But this forgiveness is not only beautiful, it’s also difficult.
This is why Peter asks such a good question for us in our text this morning.
Let’s look together at Peter’s question in verse 21, “Then Peter came up and said to him, “Lord, how often will my brother sin against me, and I forgive him? As many as seven times?”
This is a good question. Peter is doing the right thing here with Jesus’ teaching. He’s attempting to make personal application of the truth. And one thing I really like about this is how relatable this is. See if you can relate to this. Someone has sinned against you. Now you have to do something about this. How do you respond? Well, you have a natural response. This may or may not be a reflex to be gracious, depending on the circumstances. Then there is a social-religious response, which has customs that shape it. And then there is Jesus’ own teaching.
On a personal side, forgiveness is difficult. It is hard to forgive someone. It takes a certain amount of vulnerability and security—two things that don’t often go together today.
On a discipleship side, Jesus has been teaching that his followers need to forgive others if they want to be forgiven. For example, we read in Matthew 6:14-15, “For if you forgive others their trespasses, your heavenly Father will also forgive you, but if you do not forgive others their trespasses, neither will your Father forgive your trespasses.” Jesus has been making some very strong and shocking statements about discipleship. Peter has some questions about how this all gets fleshed out on the day to day. What do I do with this after a difficult Tuesday?

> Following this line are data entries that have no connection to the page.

//! Collection storage using SQLite
//!
//! This module handles all local collection storage:
//! - Collections (named, user-defined groupings)
//! - Collection items (memberships pointing at externally typed entities)
//!
//! Constraint enforcement is delegated to the database engine: duplicate
//! memberships are absorbed by the composite unique constraint, and deleting
//! a collection relies on the schema's ON DELETE CASCADE rule to clean up
//! membership rows.

mod schema;

pub use schema::*;

use crate::error::{Error, Result};
use chrono::Utc;
use serde::{Deserialize, Serialize};
use sqlx::sqlite::{SqliteConnectOptions, SqlitePool, SqlitePoolOptions};
use sqlx::FromRow;
use tracing::debug;

/// A collection row
#[derive(Debug, Clone, FromRow, Serialize, Deserialize)]
pub struct Collection {
    pub id: i64,
    pub name: String,
    pub created_at: String,
}

/// A membership record linking a collection to an externally typed entity.
///
/// `item_type` is a free-text discriminator ("document", "chunk", ...);
/// `item_id` references a row in whichever external table that discriminator
/// names. Nothing here validates that reference.
#[derive(Debug, Clone, PartialEq, Eq, FromRow, Serialize, Deserialize)]
pub struct CollectionItem {
    pub item_type: String,
    pub item_id: i64,
}

/// A collection together with its membership count, for listings
#[derive(Debug, Clone, FromRow, Serialize, Deserialize)]
pub struct CollectionSummary {
    pub id: i64,
    pub name: String,
    pub created_at: String,
    pub item_count: i64,
}

/// Global statistics
#[derive(Debug, Clone, Serialize, Deserialize)]
pub struct StoreStats {
    pub collection_count: usize,
    pub item_count: usize,
}

/// Collections database handle
#[derive(Clone)]
pub struct CollectionStore {
    pool: SqlitePool,
}

impl CollectionStore {
    /// Open (creating if missing) the collections database at the given path
    pub async fn new(db_path: &std::path::Path) -> Result<Self> {
        // Create parent directory if needed
        if let Some(parent) = db_path.parent() {
            std::fs::create_dir_all(parent)?;
        }

        let options = SqliteConnectOptions::new()
            .filename(db_path)
            .create_if_missing(true)
            .journal_mode(sqlx::sqlite::SqliteJournalMode::Wal)
            .synchronous(sqlx::sqlite::SqliteSynchronous::Normal)
            .foreign_keys(true);

        debug!("Connecting to SQLite database at {:?}", db_path);

        let pool = SqlitePoolOptions::new()
            .max_connections(5)
            .connect_with(options)
            .await?;

        let store = Self { pool };

        // Auto-initialize schema if needed
        if !store.is_initialized().await? {
            store.init_schema().await?;
        }

        Ok(store)
    }

    /// Initialize the database schema
    pub async fn init_schema(&self) -> Result<()> {
        debug!("Initializing database schema");
        sqlx::query(SCHEMA_SQL).execute(&self.pool).await?;
        Ok(())
    }

    /// Check if database is initialized
    pub async fn is_initialized(&self) -> Result<bool> {
        let result: Option<(i32,)> =
            sqlx::query_as("SELECT 1 FROM sqlite_master WHERE type='table' AND name='collections'")
                .fetch_optional(&self.pool)
                .await?;
        Ok(result.is_some())
    }

    // ===== Collection Operations =====

    /// Create a collection, returning its generated id.
    ///
    /// Names are not unique; creating a second collection with the same name
    /// succeeds independently.
    pub async fn create_collection(&self, name: &str) -> Result<i64> {
        let id: Option<i64> = sqlx::query_scalar(
            "INSERT INTO collections (name, created_at) VALUES (?, ?) RETURNING id",
        )
        .bind(name)
        .bind(Utc::now().to_rfc3339())
        .fetch_optional(&self.pool)
        .await?;

        // An insert that yields no row is unexpected and fatal
        id.ok_or_else(|| Error::Other("collection insert returned no id".to_string()))
    }

    /// Get a collection by id
    pub async fn get_collection(&self, id: i64) -> Result<Option<Collection>> {
        let collection =
            sqlx::query_as::<_, Collection>("SELECT * FROM collections WHERE id = ?")
                .bind(id)
                .fetch_optional(&self.pool)
                .await?;
        Ok(collection)
    }

    /// List all collections with their membership counts
    pub async fn list_collections(&self) -> Result<Vec<CollectionSummary>> {
        let collections = sqlx::query_as::<_, CollectionSummary>(
            r#"
            SELECT c.id, c.name, c.created_at, COUNT(i.item_id) AS item_count
            FROM collections c
            LEFT JOIN collection_items i ON i.collection_id = c.id
            GROUP BY c.id
            ORDER BY c.id
            "#,
        )
        .fetch_all(&self.pool)
        .await?;
        Ok(collections)
    }

    /// Delete a collection, returning whether a row was actually deleted.
    ///
    /// Membership rows are removed by the schema's cascade rule.
    pub async fn delete_collection(&self, id: i64) -> Result<bool> {
        let result = sqlx::query("DELETE FROM collections WHERE id = ?")
            .bind(id)
            .execute(&self.pool)
            .await?;
        Ok(result.rows_affected() > 0)
    }

    // ===== Item Operations =====

    /// Add an item to a collection.
    ///
    /// A duplicate (collection_id, item_type, item_id) triple is a silent
    /// no-op. A nonexistent collection id surfaces as the raw driver
    /// foreign-key error.
    pub async fn add_item(&self, collection_id: i64, item_type: &str, item_id: i64) -> Result<()> {
        sqlx::query(
            r#"
            INSERT OR IGNORE INTO collection_items (collection_id, item_type, item_id, added_at)
            VALUES (?, ?, ?, ?)
            "#,
        )
        .bind(collection_id)
        .bind(item_type)
        .bind(item_id)
        .bind(Utc::now().to_rfc3339())
        .execute(&self.pool)
        .await?;
        Ok(())
    }

    /// List a collection's items in insertion order.
    ///
    /// Returns `None` if the collection does not exist, distinguishing it
    /// from an existing-but-empty collection. The existence check and the
    /// fetch are two sequential queries, so a concurrent delete between them
    /// can still yield an empty list for a just-removed collection.
    pub async fn list_items(&self, collection_id: i64) -> Result<Option<Vec<CollectionItem>>> {
        let exists: Option<(i32,)> = sqlx::query_as("SELECT 1 FROM collections WHERE id = ?")
            .bind(collection_id)
            .fetch_optional(&self.pool)
            .await?;
        if exists.is_none() {
            return Ok(None);
        }

        let items = sqlx::query_as::<_, CollectionItem>(
            r#"
            SELECT item_type, item_id FROM collection_items
            WHERE collection_id = ?
            ORDER BY added_at, rowid
            "#,
        )
        .bind(collection_id)
        .fetch_all(&self.pool)
        .await?;
        Ok(Some(items))
    }

    /// Remove an item from a collection, returning whether a row was deleted
    pub async fn remove_item(
        &self,
        collection_id: i64,
        item_type: &str,
        item_id: i64,
    ) -> Result<bool> {
        let result = sqlx::query(
            r#"
            DELETE FROM collection_items
            WHERE collection_id = ? AND item_type = ? AND item_id = ?
            "#,
        )
        .bind(collection_id)
        .bind(item_type)
        .bind(item_id)
        .execute(&self.pool)
        .await?;
        Ok(result.rows_affected() > 0)
    }

    // ===== Statistics =====

    /// Get global statistics
    pub async fn get_stats(&self) -> Result<StoreStats> {
        let collection_count: i64 = sqlx::query_scalar("SELECT COUNT(*) FROM collections")
            .fetch_one(&self.pool)
            .await?;

        let item_count: i64 = sqlx::query_scalar("SELECT COUNT(*) FROM collection_items")
            .fetch_one(&self.pool)
            .await?;

        Ok(StoreStats {
            collection_count: collection_count as usize,
            item_count: item_count as usize,
        })
    }
}

#[cfg(test)]
mod tests {
    use super::*;
    use tempfile::TempDir;

    async fn setup_test_store() -> (CollectionStore, TempDir) {
        let tmp = TempDir::new().unwrap();
        let store = CollectionStore::new(&tmp.path().join("test.db"))
            .await
            .unwrap();
        (store, tmp)
    }

    #[tokio::test]
    async fn test_create_returns_positive_id() {
        let (store, _tmp) = setup_test_store().await;

        let id = store.create_collection("Ethics Readings").await.unwrap();
        assert!(id > 0);

        let loaded = store.get_collection(id).await.unwrap().unwrap();
        assert_eq!(loaded.name, "Ethics Readings");
    }

    #[tokio::test]
    async fn test_duplicate_names_allowed() {
        let (store, _tmp) = setup_test_store().await;

        let first = store.create_collection("Readings").await.unwrap();
        let second = store.create_collection("Readings").await.unwrap();
        assert_ne!(first, second);

        let all = store.list_collections().await.unwrap();
        assert_eq!(all.len(), 2);
    }

    #[tokio::test]
    async fn test_add_item_idempotent() {
        let (store, _tmp) = setup_test_store().await;

        let id = store.create_collection("Papers").await.unwrap();
        store.add_item(id, "document", 42).await.unwrap();
        store.add_item(id, "document", 42).await.unwrap();

        let items = store.list_items(id).await.unwrap().unwrap();
        assert_eq!(
            items,
            vec![CollectionItem {
                item_type: "document".to_string(),
                item_id: 42
            }]
        );
    }

    #[tokio::test]
    async fn test_same_id_different_type_is_distinct() {
        let (store, _tmp) = setup_test_store().await;

        let id = store.create_collection("Mixed").await.unwrap();
        store.add_item(id, "document", 7).await.unwrap();
        store.add_item(id, "chunk", 7).await.unwrap();

        let items = store.list_items(id).await.unwrap().unwrap();
        assert_eq!(items.len(), 2);
    }

    #[tokio::test]
    async fn test_add_item_bad_collection_is_db_error() {
        let (store, _tmp) = setup_test_store().await;

        let err = store.add_item(999, "document", 1).await.unwrap_err();
        assert!(matches!(err, Error::Database(_)));
    }

    #[tokio::test]
    async fn test_list_items_missing_vs_empty() {
        let (store, _tmp) = setup_test_store().await;

        let id = store.create_collection("Empty").await.unwrap();
        assert_eq!(store.list_items(id).await.unwrap(), Some(vec![]));
        assert_eq!(store.list_items(999).await.unwrap(), None);
    }

    #[tokio::test]
    async fn test_items_kept_in_insertion_order() {
        let (store, _tmp) = setup_test_store().await;

        let id = store.create_collection("Ordered").await.unwrap();
        for item_id in [30, 10, 20] {
            store.add_item(id, "document", item_id).await.unwrap();
        }

        let items = store.list_items(id).await.unwrap().unwrap();
        let ids: Vec<i64> = items.iter().map(|i| i.item_id).collect();
        assert_eq!(ids, vec![30, 10, 20]);
    }

    #[tokio::test]
    async fn test_remove_item() {
        let (store, _tmp) = setup_test_store().await;

        let id = store.create_collection("Papers").await.unwrap();
        store.add_item(id, "document", 42).await.unwrap();

        assert!(store.remove_item(id, "document", 42).await.unwrap());
        // Second removal finds nothing and does not raise
        assert!(!store.remove_item(id, "document", 42).await.unwrap());

        let items = store.list_items(id).await.unwrap().unwrap();
        assert!(items.is_empty());
    }

    #[tokio::test]
    async fn test_delete_collection_cascades() {
        let (store, _tmp) = setup_test_store().await;

        let id = store.create_collection("Doomed").await.unwrap();
        store.add_item(id, "document", 1).await.unwrap();
        store.add_item(id, "chunk", 2).await.unwrap();

        assert!(store.delete_collection(id).await.unwrap());
        assert!(!store.delete_collection(id).await.unwrap());

        assert_eq!(store.list_items(id).await.unwrap(), None);
        let stats = store.get_stats().await.unwrap();
        assert_eq!(stats.collection_count, 0);
        assert_eq!(stats.item_count, 0);
    }

    #[tokio::test]
    async fn test_list_collections_with_counts() {
        let (store, _tmp) = setup_test_store().await;

        let a = store.create_collection("A").await.unwrap();
        let _b = store.create_collection("B").await.unwrap();
        store.add_item(a, "document", 1).await.unwrap();
        store.add_item(a, "document", 2).await.unwrap();

        let summaries = store.list_collections().await.unwrap();
        assert_eq!(summaries.len(), 2);
        assert_eq!(summaries[0].item_count, 2);
        assert_eq!(summaries[1].item_count, 0);
    }
}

Furthermore, Jesus has just taught us about the importance of dealing with sin in the church. We must be quick to get rid of it in our own lives—even to a personally uncomfortable level. And we must, as a church, be sure to deal with sin in our interpersonal relationships. Peter is astute and honest here. Lord, what are the expectations here for me?
There’s also a cultural influence. At the time of its writing, there was a popular teaching by the Rabbis. They stated that a brother should be forgiven a repeated sin three times. But, on the fourth, there is no obligation to forgive.
We see what Peter’s doing here. He’s upping the ante. He knows that Jesus tends to go further than the cultural norms. So instead of three times, he doubles it and adds one to seven. Perhaps Peter was feeling pretty good about himself here. I’m sure we can all relate to occasions of zeal without knowledge and understanding. We get out a bit over our skis. Thankfully, Jesus uses Peter’s question to build our framework for understanding forgiveness.
Perhaps you are listening to Peter’s question and asking the same thing. How often am I obligated to forgive someone who seems to keep returning back to the trough of sin? Or, how should I think about forgiveness? What’s the framework?
Jesus’ answers are very helpful. In these three answers, he teaches us, that God’s forgiveness of us shows how and why we forgive others.
He does this through instruction, illustration, and a significant implication.
God’s forgiveness of us shows how and why we forgive others. In other words, God’s forgiveness of us must be the model and motivation for how we forgive others.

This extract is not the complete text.